## INSTRUCTIONS FOR THE TASK
Start the output with the opening line of the listing below and continue, reproducing each line exactly, up to and including the line that contains "the nonce text".

_ _ _ _ _ _ _

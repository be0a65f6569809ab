//! Domain Services
//!
//! Pure domain logic for PoW: answer hashing, bit-prefix checking, the
//! difficulty-to-expiry model, and a reference solver.

use sha2::{Digest, Sha256};

use crate::domain::value_objects::{Difficulty, ExpiryModel};

/// Compute SHA-256 of the challenge token followed by the nonce text
///
/// The client appends the nonce as it was submitted (for numeric nonces, the
/// decimal rendering) to the token string and hashes the UTF-8 bytes.
pub fn compute_pow_hash(token: &str, nonce: &str) -> [u8; 32] {
    let mut hasher = Sha256::new();
    hasher.update(token.as_bytes());
    hasher.update(nonce.as_bytes());
    hasher.finalize().into()
}

/// Check that a hash starts with the required number of zero bits
pub fn meets_difficulty(hash: &[u8; 32], difficulty: Difficulty) -> bool {
    let zero_bytes = difficulty.zero_bytes();
    let remaining_bits = difficulty.remaining_bits();

    if hash[..zero_bytes].iter().any(|&b| b != 0) {
        return false;
    }

    if remaining_bits > 0 && zero_bytes < hash.len() {
        let mask = (0xFFu16 << (8 - remaining_bits)) as u8;
        if hash[zero_bytes] & mask != 0 {
            return false;
        }
    }

    true
}

/// Count leading zero bits in a SHA-256 hash
pub fn count_leading_zero_bits(hash: &[u8; 32]) -> u16 {
    let mut count = 0u16;
    for &byte in hash {
        if byte == 0 {
            count += 8;
        } else {
            count += byte.leading_zeros() as u16;
            break;
        }
    }
    count
}

/// Verify a PoW answer against a token
pub fn verify_pow(token: &str, nonce: &str, difficulty: Difficulty) -> bool {
    meets_difficulty(&compute_pow_hash(token, nonce), difficulty)
}

/// Challenge lifetime in seconds for a difficulty
///
/// `factor * 2^bits / hashrate`, clamped to the configured bounds and rounded
/// to the nearest second. Degenerate inputs (zero hashrate, huge difficulty)
/// land on the upper bound.
pub fn compute_expiry_secs(difficulty: Difficulty, model: &ExpiryModel) -> u32 {
    let min = f64::from(model.min_expiry_secs);
    let max = f64::from(model.max_expiry_secs.max(model.min_expiry_secs));

    let raw = model.strategy.factor() * difficulty.expected_hashes() / model.assumed_hashrate();
    let secs = if raw.is_finite() { raw.clamp(min, max) } else { max };

    secs.round() as u32
}

/// Reference solver, mirroring the browser worker
///
/// Tries decimal nonces `start, start + 1, ...` for at most `max_attempts`
/// hashes. The token prefix is absorbed once and the hasher state cloned per
/// attempt.
pub fn solve(token: &str, difficulty: Difficulty, start: u64, max_attempts: u64) -> Option<u64> {
    let mut prefix = Sha256::new();
    prefix.update(token.as_bytes());

    let end = start.saturating_add(max_attempts);
    (start..end).find(|nonce| {
        let mut hasher = prefix.clone();
        hasher.update(nonce.to_string().as_bytes());
        let hash: [u8; 32] = hasher.finalize().into();
        meets_difficulty(&hash, difficulty)
    })
}

#[cfg(test)]
mod tests {
    use super::*;
    use crate::domain::value_objects::ExpiryStrategy;

    fn bits(n: u16) -> Difficulty {
        Difficulty::from_bits(n).unwrap()
    }

    fn model(strategy: ExpiryStrategy) -> ExpiryModel {
        ExpiryModel {
            strategy,
            hashrate_min: 200_000.0,
            hashrate_avg: 300_000.0,
            min_expiry_secs: 15,
            max_expiry_secs: 1800,
        }
    }

    #[test]
    fn test_twelve_bit_prefix() {
        // 1 full zero byte + 4 zero bits
        let mut hash = [0xFFu8; 32];
        hash[0] = 0x00;
        hash[1] = 0x0F;
        assert!(meets_difficulty(&hash, bits(12)));

        hash[1] = 0x1F;
        assert!(!meets_difficulty(&hash, bits(12)));
    }

    #[test]
    fn test_bits_not_bytes() {
        let mut hash = [0u8; 32];
        hash[2] = 0x01; // 23 zero bits (8 + 8 + 7)
        assert!(meets_difficulty(&hash, bits(23)));
        assert!(!meets_difficulty(&hash, bits(24)));
        assert_eq!(count_leading_zero_bits(&hash), 23);
    }

    #[test]
    fn test_zero_and_full_difficulty() {
        let hash = [0xFFu8; 32];
        assert!(meets_difficulty(&hash, bits(0)));
        assert!(!meets_difficulty(&hash, bits(1)));

        let zeros = [0u8; 32];
        assert!(meets_difficulty(&zeros, bits(256)));
        assert_eq!(count_leading_zero_bits(&zeros), 256);
    }

    #[test]
    fn test_pow_hash_is_token_then_nonce() {
        let hash = compute_pow_hash("abc", "123");
        let expected: [u8; 32] = Sha256::digest(b"abc123").into();
        assert_eq!(hash, expected);
    }

    #[test]
    fn test_expiry_clamped_at_bounds() {
        let m = model(ExpiryStrategy::Conservative);
        assert_eq!(compute_expiry_secs(bits(0), &m), 15);
        assert_eq!(compute_expiry_secs(bits(32), &m), 1800);
        assert_eq!(compute_expiry_secs(bits(256), &m), 1800);
    }

    #[test]
    fn test_expiry_in_range() {
        // 2.302585 * 2^24 / 200_000 = 193.16 -> 193
        assert_eq!(compute_expiry_secs(bits(24), &model(ExpiryStrategy::Conservative)), 193);
        // 2.302585 * 2^24 / 300_000 = 128.77 -> 129
        assert_eq!(compute_expiry_secs(bits(24), &model(ExpiryStrategy::Balanced)), 129);
        // 0.693147 * 2^24 / 300_000 = 38.76 -> 39
        assert_eq!(compute_expiry_secs(bits(24), &model(ExpiryStrategy::Strict)), 39);
    }

    #[test]
    fn test_expiry_zero_hashrate() {
        let mut m = model(ExpiryStrategy::Balanced);
        m.hashrate_avg = 0.0;
        assert_eq!(compute_expiry_secs(bits(0), &m), 1800);
        assert_eq!(compute_expiry_secs(bits(20), &m), 1800);
    }

    #[test]
    fn test_solve_finds_valid_nonce() {
        let token = "header.payload.signature";
        let nonce = solve(token, bits(8), 0, 1_000_000).expect("8 bits is cheap");
        assert!(verify_pow(token, &nonce.to_string(), bits(8)));
    }

    #[test]
    fn test_solve_gives_up() {
        assert_eq!(solve("token", bits(256), 0, 16), None);
    }
}
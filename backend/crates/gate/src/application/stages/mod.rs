pub mod filters;
pub mod modifiers;
pub mod preprocessors;
pub mod processors;
//! Request pipeline
//!
//! Phases run in a fixed order: preprocessors, filters, processors, then
//! modifiers on whatever response came out. Every path through the
//! pipeline yields exactly one response, including stage faults.

use crate::application::config::GateConfig;
use crate::application::stages::filters::Filter;
use crate::application::stages::modifiers::Modifier;
use crate::application::stages::preprocessors::Preprocessor;
use crate::application::stages::processors::Processor;
use crate::domain::capability::CapabilityIssuer;
use crate::domain::context::{Credentials, GateRequest, RequestContext};
use crate::domain::response::{Decision, GateResponse};
use crate::error::GateResult;
use http::StatusCode;
use kernel::error::app_error::AppError;
use platform::clock::Clock;
use pow::PowConfig;
use std::sync::Arc;

pub const FILTERED_MESSAGE: &str = "Request was filtered";
pub const NOT_HANDLED_MESSAGE: &str = "The request was not handled";

/// Shared collaborators handed to the stages
pub struct Services<I> {
    pub config: Arc<GateConfig>,
    pub pow: Arc<PowConfig>,
    pub issuer: Arc<I>,
    pub clock: Arc<dyn Clock>,
    pub credentials: Arc<Credentials>,
}

/// Ordered stage lists
#[derive(Debug, Clone, PartialEq, Eq)]
pub struct Stages {
    pub preprocessors: Vec<Preprocessor>,
    pub filters: Vec<Filter>,
    pub processors: Vec<Processor>,
    pub modifiers: Vec<Modifier>,
}

impl Default for Stages {
    fn default() -> Self {
        Self {
            preprocessors: vec![
                Preprocessor::Cors,
                Preprocessor::StaticAssets,
                Preprocessor::ResolveTarget,
            ],
            filters: vec![Filter::TimeWindow, Filter::Referer],
            processors: vec![Processor::PowGate, Processor::Redirect],
            modifiers: vec![
                Modifier::FavoriteCharacter,
                Modifier::EasterEgg,
                Modifier::DefaultContentType,
            ],
        }
    }
}

pub struct Pipeline<I> {
    stages: Stages,
    services: Services<I>,
}

impl<I> Pipeline<I>
where
    I: CapabilityIssuer,
{
    pub fn new(services: Services<I>) -> Self {
        Self::with_stages(Stages::default(), services)
    }

    pub fn with_stages(stages: Stages, services: Services<I>) -> Self {
        Self { stages, services }
    }

    pub fn config(&self) -> &GateConfig {
        &self.services.config
    }

    /// Run one request through every phase
    pub async fn handle(&self, request: GateRequest) -> GateResponse {
        let mut ctx = RequestContext::new(request, self.services.credentials.clone());

        let mut response = match self.run(&mut ctx).await {
            Ok(response) => response,
            Err(err) => {
                err.log();
                let app: AppError = err.into();
                if app.is_server_error() {
                    tracing::error!(
                        method = %ctx.method(),
                        path = %ctx.path(),
                        error = ?app,
                        "Request failed"
                    );
                }
                GateResponse::from_app_error(&app, self.services.config.debug)
            }
        };

        for modifier in &self.stages.modifiers {
            modifier.apply(&mut response, &self.services.config);
        }
        response
    }

    async fn run(&self, ctx: &mut RequestContext) -> GateResult<GateResponse> {
        for stage in &self.stages.preprocessors {
            if let Decision::Respond(response) = stage.evaluate(ctx, &self.services.config).await? {
                tracing::debug!(stage = stage.name(), status = %response.status, "Preprocessor responded");
                return Ok(response);
            }
        }

        // Context is read-only from here on
        let ctx: &RequestContext = ctx;

        let now_ms = self.services.clock.now_ms();
        for filter in &self.stages.filters {
            if !filter.allows(ctx, now_ms)? {
                return Ok(GateResponse::error(StatusCode::FORBIDDEN, FILTERED_MESSAGE));
            }
        }

        for stage in &self.stages.processors {
            if let Decision::Respond(response) = stage.evaluate(ctx, &self.services).await? {
                tracing::debug!(stage = stage.name(), status = %response.status, "Processor responded");
                return Ok(response);
            }
        }

        Ok(GateResponse::error(StatusCode::NOT_FOUND, NOT_HANDLED_MESSAGE))
    }
}
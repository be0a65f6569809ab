//! Application Configuration
//!
//! Deployment settings for the gate pipeline and the storage issuer.

use crate::domain::context::Credentials;
use crate::error::{GateError, GateResult};
use http::Method;
use std::path::PathBuf;
use std::time::Duration;

/// Value of `X-Project-Developer-Favorite-Character` when the easter egg is on
pub const EASTER_EGG_CHARACTER: &str = "Kiana Kaslana (Herrscher of Finality)";

/// Pipeline configuration
#[derive(Debug, Clone)]
pub struct GateConfig {
    /// Append the error chain to server-fault responses
    pub debug: bool,
    /// Methods that may be redirected to storage
    pub allowed_methods: Vec<Method>,
    /// Lifetime of issued capability URLs
    pub signed_url_expires: Duration,
    /// Directory served under `/web/`; static paths answer 404 without it
    pub web_root: Option<PathBuf>,
    /// Value for `X-Service-Owner-Favorite-Character`
    pub favorite_character: Option<String>,
    /// Add `X-Project-Developer-Favorite-Character`
    pub easter_egg: bool,
    /// Largest request body read into memory
    pub max_body_bytes: usize,
    pub cors_allow_origin: String,
    pub cors_allow_methods: String,
    pub cors_allow_headers: String,
}

impl Default for GateConfig {
    fn default() -> Self {
        Self {
            debug: false,
            allowed_methods: vec![Method::GET, Method::HEAD],
            signed_url_expires: Duration::from_secs(10),
            web_root: None,
            favorite_character: None,
            easter_egg: false,
            max_body_bytes: 64 * 1024,
            cors_allow_origin: "*".to_string(),
            cors_allow_methods: "GET, HEAD, POST, PUT, PATCH, DELETE, OPTIONS".to_string(),
            cors_allow_headers: "Content-Type".to_string(),
        }
    }
}

impl GateConfig {
    pub fn is_allowed_method(&self, method: &Method) -> bool {
        self.allowed_methods.contains(method)
    }
}

/// Object storage the capability URLs point into
#[derive(Debug, Clone)]
pub struct StorageConfig {
    /// Public endpoint the object key is joined onto
    pub base_url: String,
    pub bucket: String,
    pub region: String,
    pub credentials: Credentials,
}

impl StorageConfig {
    /// Refuse to start without every storage setting
    pub fn validate(&self) -> GateResult<()> {
        let missing = [
            ("BASE_URL", self.base_url.is_empty()),
            ("BUCKET", self.bucket.is_empty()),
            ("REGION", self.region.is_empty()),
            ("ACCESS_KEY_ID", self.credentials.access_key_id.is_empty()),
            ("ACCESS_KEY_SECRET", self.credentials.access_key_secret.is_empty()),
        ];
        if let Some((name, _)) = missing.iter().find(|(_, is_missing)| *is_missing) {
            return Err(GateError::Configuration((*name).to_string()));
        }
        url::Url::parse(&self.base_url)
            .map_err(|e| GateError::Configuration(format!("BASE_URL: {e}")))?;
        Ok(())
    }
}
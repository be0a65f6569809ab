//! API DTOs (Data Transfer Objects)

use serde::{Deserialize, Serialize};

use crate::domain::entities::IssuedChallenge;
use crate::error::{PowError, PowResult};

/// Body of the 401 response for GET on a gated path
#[derive(Debug, Clone, Serialize)]
pub struct ChallengeResponse {
    pub challenge: String,
    /// Required leading zero bits
    pub difficulty: u16,
    /// Challenge lifetime in seconds
    pub expires: u32,
}

impl From<&IssuedChallenge> for ChallengeResponse {
    fn from(issued: &IssuedChallenge) -> Self {
        Self {
            challenge: issued.token.clone(),
            difficulty: issued.difficulty.bits(),
            expires: issued.expiry_secs,
        }
    }
}

/// Nonce as submitted: browsers post a number, scripts often a string
#[derive(Debug, Clone, Deserialize)]
#[serde(untagged)]
pub enum NonceValue {
    Text(String),
    Number(serde_json::Number),
}

/// Largest integer a browser number holds exactly (`2^53`)
const MAX_EXACT_INTEGER: f64 = 9_007_199_254_740_992.0;

impl NonceValue {
    /// Text that is appended to the token before hashing
    ///
    /// Numbers are rendered the way the browser solver renders them, so an
    /// integral float like `1.0` hashes as `1`. Fractional or out-of-range
    /// numbers have no such rendering and yield `None`.
    pub fn as_hash_input(&self) -> Option<String> {
        match self {
            NonceValue::Text(s) => Some(s.clone()),
            NonceValue::Number(n) => {
                if let Some(v) = n.as_u64() {
                    return Some(v.to_string());
                }
                if let Some(v) = n.as_i64() {
                    return Some(v.to_string());
                }
                n.as_f64()
                    .filter(|f| f.fract() == 0.0 && f.abs() <= MAX_EXACT_INTEGER)
                    .map(|f| (f as i64).to_string())
            }
        }
    }
}

/// Request for POST on a gated path
#[derive(Debug, Clone, Deserialize)]
pub struct SubmitRequest {
    #[serde(default)]
    pub challenge: Option<String>,
    #[serde(default)]
    pub nonce: Option<NonceValue>,
}

/// A submission with both fields present
#[derive(Debug, Clone, PartialEq, Eq)]
pub struct Submission {
    pub challenge: String,
    pub nonce: String,
}

impl SubmitRequest {
    /// Parse a raw body, failing fast on malformed JSON or missing fields
    pub fn parse(body: &[u8]) -> PowResult<Submission> {
        let request: SubmitRequest =
            serde_json::from_slice(body).map_err(PowError::InvalidJsonBody)?;
        request.into_submission()
    }

    pub fn into_submission(self) -> PowResult<Submission> {
        let challenge = self.challenge.filter(|c| !c.is_empty());
        let nonce = match self.nonce {
            Some(value) => Some(value.as_hash_input().ok_or(PowError::InvalidNonce)?),
            None => None,
        }
        .filter(|n| !n.is_empty());

        match (challenge, nonce) {
            (Some(challenge), Some(nonce)) => Ok(Submission { challenge, nonce }),
            _ => Err(PowError::MissingField),
        }
    }
}

/// Body of the 200 response for an accepted answer
#[derive(Debug, Clone, Serialize)]
pub struct SolutionResponse {
    /// Capability URL
    pub url: String,
    /// Capability URL lifetime in seconds
    pub expires: u64,
}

_ _ _ _ _ _ _

## TASK SOLUTION
repository be0a65f6569809ab
//! Domain Services
//!
//! Pure domain logic for PoW: answer hashing, bit-prefix checking, the
//! difficulty-to-expiry model, and a reference solver.

use sha2::{Digest, Sha256};

use crate::domain::value_objects::{Difficulty, ExpiryModel};

/// Compute SHA-256 of the challenge token followed by the nonce text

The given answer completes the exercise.